------ Recorded data

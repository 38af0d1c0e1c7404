//! Log destination parsing and tracing setup.
//!
//! The `log` config field selects where the process logs: `false`/`null`
//! disables logging entirely, `"stdout"`/`"stderr"` pick a standard stream,
//! and any other string is a file path (with a small allowlist of environment
//! variables expanded).

use std::path::PathBuf;
use std::sync::Arc;

use tracing_subscriber::EnvFilter;

use crate::error::{ConfigError, Result};
use crate::settings::LogValue;

/// Environment variables allowed in log path expansion.
const ALLOWED_ENV_VARS: &[&str] = &[
    "HOME",
    "TMPDIR",
    "TMP",
    "TEMP",
    "USER",
    "LOGDIR",
    "PWD",
    "XDG_DATA_HOME",
    "XDG_CONFIG_HOME",
    "XDG_STATE_HOME",
];

/// A resolved log destination.
#[derive(Debug, Clone, PartialEq, Eq)]
pub enum LogDestination {
    Disabled,
    Stdout,
    Stderr,
    File(PathBuf),
}

impl LogDestination {
    /// Resolve the raw config value. `true` is not a valid destination.
    pub fn resolve(value: Option<&LogValue>) -> Result<Self> {
        match value {
            None | Some(LogValue::Flag(false)) => Ok(Self::Disabled),
            Some(LogValue::Flag(true)) => Err(ConfigError::InvalidLog(
                "true is not a destination (use \"stdout\", \"stderr\" or a file path)".into(),
            )),
            Some(LogValue::Destination(s)) => match s.as_str() {
                "stdout" => Ok(Self::Stdout),
                "stderr" => Ok(Self::Stderr),
                path => Ok(Self::File(PathBuf::from(expand_env(path)))),
            },
        }
    }
}

/// Expand `$VAR` and `${VAR}` for the allowlisted variables only. Unset
/// variables expand to the empty string.
fn expand_env(path: &str) -> String {
    if !path.contains('$') {
        return path.to_string();
    }

    let mut result = path.to_string();
    for var in ALLOWED_ENV_VARS {
        let plain = format!("${var}");
        let braced = format!("${{{var}}}");
        if result.contains(&plain) || result.contains(&braced) {
            let value = std::env::var(var).unwrap_or_default();
            result = result.replace(&braced, &value);
            result = result.replace(&plain, &value);
        }
    }
    result
}

/// Install the global tracing subscriber for the resolved destination.
///
/// `debug` lowers the default level filter to `debug`; `RUST_LOG` overrides
/// it either way. A disabled destination installs nothing.
pub fn init_logging(destination: &LogDestination, debug: bool) -> Result<()> {
    let default_level = if debug { "debug" } else { "info" };
    let filter = EnvFilter::try_from_default_env()
        .unwrap_or_else(|_| EnvFilter::new(default_level));

    match destination {
        LogDestination::Disabled => {}
        LogDestination::Stdout => {
            let subscriber = tracing_subscriber::fmt()
                .with_env_filter(filter)
                .with_target(false)
                .with_writer(std::io::stdout)
                .finish();
            let _ = tracing::subscriber::set_global_default(subscriber);
        }
        LogDestination::Stderr => {
            let subscriber = tracing_subscriber::fmt()
                .with_env_filter(filter)
                .with_target(false)
                .with_writer(std::io::stderr)
                .finish();
            let _ = tracing::subscriber::set_global_default(subscriber);
        }
        LogDestination::File(path) => {
            if let Some(parent) = path.parent() {
                std::fs::create_dir_all(parent)?;
            }
            let file = std::fs::OpenOptions::new()
                .create(true)
                .append(true)
                .open(path)?;
            let subscriber = tracing_subscriber::fmt()
                .with_env_filter(filter)
                .with_target(false)
                .with_ansi(false)
                .with_writer(Arc::new(file))
                .finish();
            let _ = tracing::subscriber::set_global_default(subscriber);
        }
    }

    Ok(())
}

------------

* _Directions for this task_
Among the entries above, find the line with "a valid destination." and the line with "destination installs nothing."; give again exactly these two lines and all lines between them.

* _Your response_
    /// Resolve the raw config value. `true` is not a valid destination.
    pub fn resolve(value: Option<&LogValue>) -> Result<Self> {
        match value {
            None | Some(LogValue::Flag(false)) => Ok(Self::Disabled),
            Some(LogValue::Flag(true)) => Err(ConfigError::InvalidLog(
                "true is not a destination (use \"stdout\", \"stderr\" or a file path)".into(),
            )),
            Some(LogValue::Destination(s)) => match s.as_str() {
                "stdout" => Ok(Self::Stdout),
                "stderr" => Ok(Self::Stderr),
                path => Ok(Self::File(PathBuf::from(expand_env(path)))),
            },
        }
    }
}

/// Expand `$VAR` and `${VAR}` for the allowlisted variables only. Unset
/// variables expand to the empty string.
fn expand_env(path: &str) -> String {
    if !path.contains('$') {
        return path.to_string();
    }

    let mut result = path.to_string();
    for var in ALLOWED_ENV_VARS {
        let plain = format!("${var}");
        let braced = format!("${{{var}}}");
        if result.contains(&plain) || result.contains(&braced) {
            let value = std::env::var(var).unwrap_or_default();
            result = result.replace(&braced, &value);
            result = result.replace(&plain, &value);
        }
    }
    result
}

/// Install the global tracing subscriber for the resolved destination.
///
/// `debug` lowers the default level filter to `debug`; `RUST_LOG` overrides
/// it either way. A disabled destination installs nothing.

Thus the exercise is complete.